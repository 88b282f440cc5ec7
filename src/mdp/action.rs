use std::fmt;

/// One of the four moves available in every free cell.
///
/// The declaration order is also the enumeration order used when breaking
/// ties between equally good actions: `Up`, `Right`, `Down`, `Left`.
#[derive(Debug, Clone, Copy, PartialEq, Eq, Hash, Default)]
pub enum Action {
    #[default]
    Up,
    Right,
    Down,
    Left,
}

impl Action {
    /// All actions in enumeration order.
    pub const ALL: [Action; 4] = [Action::Up, Action::Right, Action::Down, Action::Left];

    /// Unit coordinate offset `(dx, dy)`. `y` grows downwards, so `Up` is `(0, -1)`.
    pub fn delta(self) -> (isize, isize) {
        match self {
            Action::Up => (0, -1),
            Action::Right => (1, 0),
            Action::Down => (0, 1),
            Action::Left => (-1, 0),
        }
    }

    /// Numeric encoding: 0 = up, 1 = right, 2 = down, 3 = left.
    pub fn code(self) -> u8 {
        match self {
            Action::Up => 0,
            Action::Right => 1,
            Action::Down => 2,
            Action::Left => 3,
        }
    }

    pub fn from_code(code: u8) -> Option<Action> {
        Action::ALL.get(code as usize).copied()
    }

    pub fn symbol(self) -> char {
        match self {
            Action::Up => '↑',
            Action::Right => '→',
            Action::Down => '↓',
            Action::Left => '←',
        }
    }
}

impl fmt::Display for Action {
    fn fmt(&self, f: &mut fmt::Formatter<'_>) -> fmt::Result {
        let name = match self {
            Action::Up => "UP",
            Action::Right => "RIGHT",
            Action::Down => "DOWN",
            Action::Left => "LEFT",
        };
        f.write_str(name)
    }
}
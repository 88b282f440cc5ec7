//! Plain-text rendering of value and policy tables.

use ndarray::Array2;

use super::action::Action;
use super::grid::{CellKind, Grid};

/// How policy cells are written.
#[derive(Debug, Clone, Copy, PartialEq, Eq, Default)]
pub enum PolicyStyle {
    /// Numeric action code for every cell, walls and goals included
    #[default]
    Codes,
    /// Arrows for free cells, `#` for walls and `G` for goals
    Symbols,
}

/// One line per row, values right-aligned with four decimals.
pub fn values_table(grid: &Grid, values: &Array2<f64>) -> String {
    let cells: Vec<Vec<String>> = (0..grid.height())
        .map(|y| {
            (0..grid.width())
                .map(|x| format!("{:.4}", values[[y, x]]))
                .collect()
        })
        .collect();
    layout(&cells)
}

pub fn policy_table(grid: &Grid, policy: &Array2<Action>, style: PolicyStyle) -> String {
    let cells: Vec<Vec<String>> = (0..grid.height())
        .map(|y| {
            (0..grid.width())
                .map(|x| policy_cell(grid.cell_kind(x, y), policy[[y, x]], style))
                .collect()
        })
        .collect();
    layout(&cells)
}

fn policy_cell(kind: CellKind, action: Action, style: PolicyStyle) -> String {
    match (style, kind) {
        (PolicyStyle::Codes, _) => action.code().to_string(),
        (PolicyStyle::Symbols, CellKind::Free) => action.symbol().to_string(),
        (PolicyStyle::Symbols, CellKind::Wall) => "#".to_string(),
        (PolicyStyle::Symbols, CellKind::Goal) => "G".to_string(),
    }
}

fn layout(cells: &[Vec<String>]) -> String {
    let width = cells
        .iter()
        .flatten()
        .map(|cell| cell.chars().count())
        .max()
        .unwrap_or(0);

    let mut out = String::new();
    for row in cells {
        let padded: Vec<String> = row
            .iter()
            .map(|cell| format!("{:>width$}", cell, width = width))
            .collect();
        out.push_str(&padded.join(" "));
        out.push('\n');
    }
    out
}
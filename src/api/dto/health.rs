//! DTOs for health check endpoint.

use serde::Serialize;

/// Health check response with component status.
#[derive(Debug, Serialize)]
pub struct HealthResponse {
    pub status: String,
    pub version: String,
    pub checks: HealthChecks,
}

/// Health status for each system component.
#[derive(Debug, Serialize)]
pub struct HealthChecks {
    pub database: CheckStatus,
}

/// Individual component health status.
#[derive(Debug, Serialize)]
pub struct CheckStatus {
    pub status: String,

    #[serde(skip_serializing_if = "Option::is_none")]
    pub message: Option<String>,
}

- _WORK REQUEST_: Look through the listing and return each line containing the word "serde".

- _PROBLEM SOLUTION_:
use serde::Serialize;
    #[serde(skip_serializing_if = "Option::is_none")]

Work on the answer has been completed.